> WHAT IS EXPECTED:
Transcribe the rest of the listing below, starting with the line that contains "Resolve one name" and ending with the last line, exactly as written.

> RECORDS SUPPLIED:

- Opening Delimiter -

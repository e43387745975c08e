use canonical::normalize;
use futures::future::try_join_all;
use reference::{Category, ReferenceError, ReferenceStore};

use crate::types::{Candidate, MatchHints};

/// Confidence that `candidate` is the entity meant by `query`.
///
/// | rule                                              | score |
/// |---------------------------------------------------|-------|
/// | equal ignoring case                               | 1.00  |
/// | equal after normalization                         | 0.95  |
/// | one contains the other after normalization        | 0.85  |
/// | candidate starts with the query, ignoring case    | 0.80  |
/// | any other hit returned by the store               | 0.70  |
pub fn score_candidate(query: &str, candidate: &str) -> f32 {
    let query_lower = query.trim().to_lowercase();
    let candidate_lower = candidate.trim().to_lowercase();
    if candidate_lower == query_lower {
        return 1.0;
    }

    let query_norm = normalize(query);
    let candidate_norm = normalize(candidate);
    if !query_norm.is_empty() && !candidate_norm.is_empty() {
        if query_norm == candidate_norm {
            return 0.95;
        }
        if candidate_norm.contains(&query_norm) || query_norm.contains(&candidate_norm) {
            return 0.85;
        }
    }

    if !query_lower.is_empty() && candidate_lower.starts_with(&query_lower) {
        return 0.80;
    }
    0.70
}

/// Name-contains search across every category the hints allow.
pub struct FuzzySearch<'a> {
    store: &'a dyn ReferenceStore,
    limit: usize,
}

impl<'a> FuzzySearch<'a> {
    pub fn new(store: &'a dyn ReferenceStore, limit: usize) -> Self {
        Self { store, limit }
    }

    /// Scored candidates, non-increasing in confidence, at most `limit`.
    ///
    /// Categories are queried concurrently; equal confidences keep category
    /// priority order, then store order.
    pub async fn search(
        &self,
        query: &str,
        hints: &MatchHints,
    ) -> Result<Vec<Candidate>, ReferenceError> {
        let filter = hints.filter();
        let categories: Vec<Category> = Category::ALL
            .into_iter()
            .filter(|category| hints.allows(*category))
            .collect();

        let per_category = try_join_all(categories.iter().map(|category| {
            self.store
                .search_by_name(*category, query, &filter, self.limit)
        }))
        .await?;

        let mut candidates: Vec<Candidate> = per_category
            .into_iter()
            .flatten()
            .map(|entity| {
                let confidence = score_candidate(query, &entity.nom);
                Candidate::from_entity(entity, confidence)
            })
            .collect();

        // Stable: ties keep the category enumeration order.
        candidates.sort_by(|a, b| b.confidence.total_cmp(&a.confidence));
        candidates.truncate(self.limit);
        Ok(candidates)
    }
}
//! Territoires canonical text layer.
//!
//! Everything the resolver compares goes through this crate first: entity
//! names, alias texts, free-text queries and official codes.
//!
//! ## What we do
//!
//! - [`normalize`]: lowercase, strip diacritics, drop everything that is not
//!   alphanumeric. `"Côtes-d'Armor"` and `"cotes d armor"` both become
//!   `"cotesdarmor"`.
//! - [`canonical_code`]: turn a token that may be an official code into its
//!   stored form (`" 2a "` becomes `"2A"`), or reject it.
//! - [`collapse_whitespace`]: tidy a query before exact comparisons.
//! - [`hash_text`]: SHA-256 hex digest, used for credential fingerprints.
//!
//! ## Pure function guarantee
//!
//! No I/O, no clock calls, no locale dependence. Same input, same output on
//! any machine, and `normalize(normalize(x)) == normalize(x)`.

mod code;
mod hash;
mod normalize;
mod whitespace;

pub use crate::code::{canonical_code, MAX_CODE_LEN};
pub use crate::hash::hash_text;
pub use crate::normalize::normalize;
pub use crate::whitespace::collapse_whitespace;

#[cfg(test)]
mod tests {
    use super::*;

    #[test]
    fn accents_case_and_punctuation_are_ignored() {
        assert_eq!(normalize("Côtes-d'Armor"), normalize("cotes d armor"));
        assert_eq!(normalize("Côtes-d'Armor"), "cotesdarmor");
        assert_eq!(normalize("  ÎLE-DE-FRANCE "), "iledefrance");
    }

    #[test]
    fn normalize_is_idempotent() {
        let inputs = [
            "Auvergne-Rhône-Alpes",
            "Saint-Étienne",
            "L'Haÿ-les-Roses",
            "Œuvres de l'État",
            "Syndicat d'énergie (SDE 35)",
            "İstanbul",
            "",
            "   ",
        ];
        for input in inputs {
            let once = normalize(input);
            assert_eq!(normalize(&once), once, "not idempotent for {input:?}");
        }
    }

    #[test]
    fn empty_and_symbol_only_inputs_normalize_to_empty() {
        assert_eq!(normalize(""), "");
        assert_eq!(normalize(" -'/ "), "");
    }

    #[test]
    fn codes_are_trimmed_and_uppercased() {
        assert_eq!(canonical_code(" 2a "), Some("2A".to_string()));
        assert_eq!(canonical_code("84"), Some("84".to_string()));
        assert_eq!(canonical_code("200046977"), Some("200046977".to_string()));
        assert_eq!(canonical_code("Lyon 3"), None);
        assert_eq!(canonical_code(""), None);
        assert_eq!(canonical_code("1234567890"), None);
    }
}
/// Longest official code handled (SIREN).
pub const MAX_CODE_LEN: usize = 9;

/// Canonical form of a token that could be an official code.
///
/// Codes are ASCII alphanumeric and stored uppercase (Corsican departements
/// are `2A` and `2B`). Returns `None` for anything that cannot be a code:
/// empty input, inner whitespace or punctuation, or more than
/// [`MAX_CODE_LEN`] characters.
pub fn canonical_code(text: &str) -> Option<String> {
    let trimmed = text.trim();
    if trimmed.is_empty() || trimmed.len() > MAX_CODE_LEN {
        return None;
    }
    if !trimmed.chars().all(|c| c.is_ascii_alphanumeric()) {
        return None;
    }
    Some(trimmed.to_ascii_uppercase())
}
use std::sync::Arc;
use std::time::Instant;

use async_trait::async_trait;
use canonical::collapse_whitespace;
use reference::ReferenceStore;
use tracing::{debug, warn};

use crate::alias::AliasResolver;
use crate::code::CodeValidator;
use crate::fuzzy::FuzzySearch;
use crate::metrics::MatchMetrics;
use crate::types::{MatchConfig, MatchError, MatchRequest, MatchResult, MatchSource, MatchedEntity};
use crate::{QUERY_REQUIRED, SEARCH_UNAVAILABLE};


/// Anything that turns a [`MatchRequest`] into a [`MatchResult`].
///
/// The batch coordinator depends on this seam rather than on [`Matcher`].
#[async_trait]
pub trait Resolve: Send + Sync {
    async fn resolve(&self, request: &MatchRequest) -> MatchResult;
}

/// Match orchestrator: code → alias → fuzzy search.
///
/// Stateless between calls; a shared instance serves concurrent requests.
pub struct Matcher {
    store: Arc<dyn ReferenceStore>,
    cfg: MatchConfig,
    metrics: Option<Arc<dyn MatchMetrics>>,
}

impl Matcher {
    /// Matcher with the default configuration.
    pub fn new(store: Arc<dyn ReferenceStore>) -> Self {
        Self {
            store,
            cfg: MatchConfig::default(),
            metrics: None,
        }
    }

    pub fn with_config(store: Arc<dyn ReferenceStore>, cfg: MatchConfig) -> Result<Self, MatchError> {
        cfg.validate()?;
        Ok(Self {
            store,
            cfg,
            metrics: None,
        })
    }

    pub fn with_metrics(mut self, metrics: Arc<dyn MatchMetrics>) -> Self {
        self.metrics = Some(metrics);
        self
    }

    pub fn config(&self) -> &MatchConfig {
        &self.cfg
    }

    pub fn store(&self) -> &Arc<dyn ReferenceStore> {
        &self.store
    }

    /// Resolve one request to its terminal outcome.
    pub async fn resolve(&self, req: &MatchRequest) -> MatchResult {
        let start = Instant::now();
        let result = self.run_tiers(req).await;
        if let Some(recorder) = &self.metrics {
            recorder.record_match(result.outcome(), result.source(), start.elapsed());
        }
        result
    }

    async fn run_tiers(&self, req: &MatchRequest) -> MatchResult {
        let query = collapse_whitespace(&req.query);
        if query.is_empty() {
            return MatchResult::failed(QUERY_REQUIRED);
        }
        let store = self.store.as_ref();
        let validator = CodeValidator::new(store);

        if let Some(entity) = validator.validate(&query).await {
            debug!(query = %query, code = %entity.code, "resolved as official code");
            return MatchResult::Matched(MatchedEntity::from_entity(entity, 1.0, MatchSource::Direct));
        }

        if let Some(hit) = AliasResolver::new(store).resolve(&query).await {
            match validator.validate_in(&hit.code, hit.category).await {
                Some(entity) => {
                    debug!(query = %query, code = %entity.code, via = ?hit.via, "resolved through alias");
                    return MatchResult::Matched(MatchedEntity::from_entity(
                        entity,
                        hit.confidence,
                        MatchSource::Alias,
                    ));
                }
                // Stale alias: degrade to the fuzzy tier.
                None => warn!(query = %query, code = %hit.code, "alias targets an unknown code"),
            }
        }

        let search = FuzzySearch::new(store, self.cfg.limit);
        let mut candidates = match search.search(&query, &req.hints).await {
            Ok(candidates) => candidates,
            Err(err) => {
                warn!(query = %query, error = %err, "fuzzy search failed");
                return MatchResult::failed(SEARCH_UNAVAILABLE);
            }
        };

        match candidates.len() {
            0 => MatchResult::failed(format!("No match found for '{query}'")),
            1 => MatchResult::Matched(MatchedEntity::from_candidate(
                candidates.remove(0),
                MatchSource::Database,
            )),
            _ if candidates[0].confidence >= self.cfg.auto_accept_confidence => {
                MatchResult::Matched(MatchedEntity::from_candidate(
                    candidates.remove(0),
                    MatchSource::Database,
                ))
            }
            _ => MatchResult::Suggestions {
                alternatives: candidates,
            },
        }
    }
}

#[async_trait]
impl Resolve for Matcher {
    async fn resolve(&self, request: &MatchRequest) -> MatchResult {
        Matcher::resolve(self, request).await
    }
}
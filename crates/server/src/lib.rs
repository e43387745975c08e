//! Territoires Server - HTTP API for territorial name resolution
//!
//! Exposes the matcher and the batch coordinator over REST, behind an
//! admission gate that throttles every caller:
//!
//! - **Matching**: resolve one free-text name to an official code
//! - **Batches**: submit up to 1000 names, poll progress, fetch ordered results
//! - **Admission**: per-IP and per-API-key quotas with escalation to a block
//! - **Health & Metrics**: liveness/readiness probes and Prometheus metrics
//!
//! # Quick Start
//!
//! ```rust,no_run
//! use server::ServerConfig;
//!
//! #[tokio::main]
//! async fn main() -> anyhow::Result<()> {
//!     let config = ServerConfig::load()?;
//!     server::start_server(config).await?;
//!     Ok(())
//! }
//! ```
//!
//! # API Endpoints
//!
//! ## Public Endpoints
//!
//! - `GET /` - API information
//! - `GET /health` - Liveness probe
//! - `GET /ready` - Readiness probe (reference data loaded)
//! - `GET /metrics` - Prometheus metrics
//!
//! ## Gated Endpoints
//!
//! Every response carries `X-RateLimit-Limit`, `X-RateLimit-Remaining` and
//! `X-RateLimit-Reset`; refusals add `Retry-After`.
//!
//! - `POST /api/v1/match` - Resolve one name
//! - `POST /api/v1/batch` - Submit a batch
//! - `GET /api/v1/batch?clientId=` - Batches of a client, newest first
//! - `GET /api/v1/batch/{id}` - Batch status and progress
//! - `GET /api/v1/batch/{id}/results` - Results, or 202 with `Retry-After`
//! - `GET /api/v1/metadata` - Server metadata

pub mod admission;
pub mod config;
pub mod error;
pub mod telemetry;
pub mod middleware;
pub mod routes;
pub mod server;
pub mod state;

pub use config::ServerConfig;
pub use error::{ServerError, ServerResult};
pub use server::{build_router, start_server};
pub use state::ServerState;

- Closing Delimiter -

> WRITTEN SOLUTION:
//! - `POST /api/v1/match` - Resolve one name
//! - `POST /api/v1/batch` - Submit a batch
//! - `GET /api/v1/batch?clientId=` - Batches of a client, newest first
//! - `GET /api/v1/batch/{id}` - Batch status and progress
//! - `GET /api/v1/batch/{id}/results` - Results, or 202 with `Retry-After`
//! - `GET /api/v1/metadata` - Server metadata

pub mod admission;
pub mod config;
pub mod error;
pub mod telemetry;
pub mod middleware;
pub mod routes;
pub mod server;
pub mod state;

pub use config::ServerConfig;
pub use error::{ServerError, ServerResult};
pub use server::{build_router, start_server};
pub use state::ServerState;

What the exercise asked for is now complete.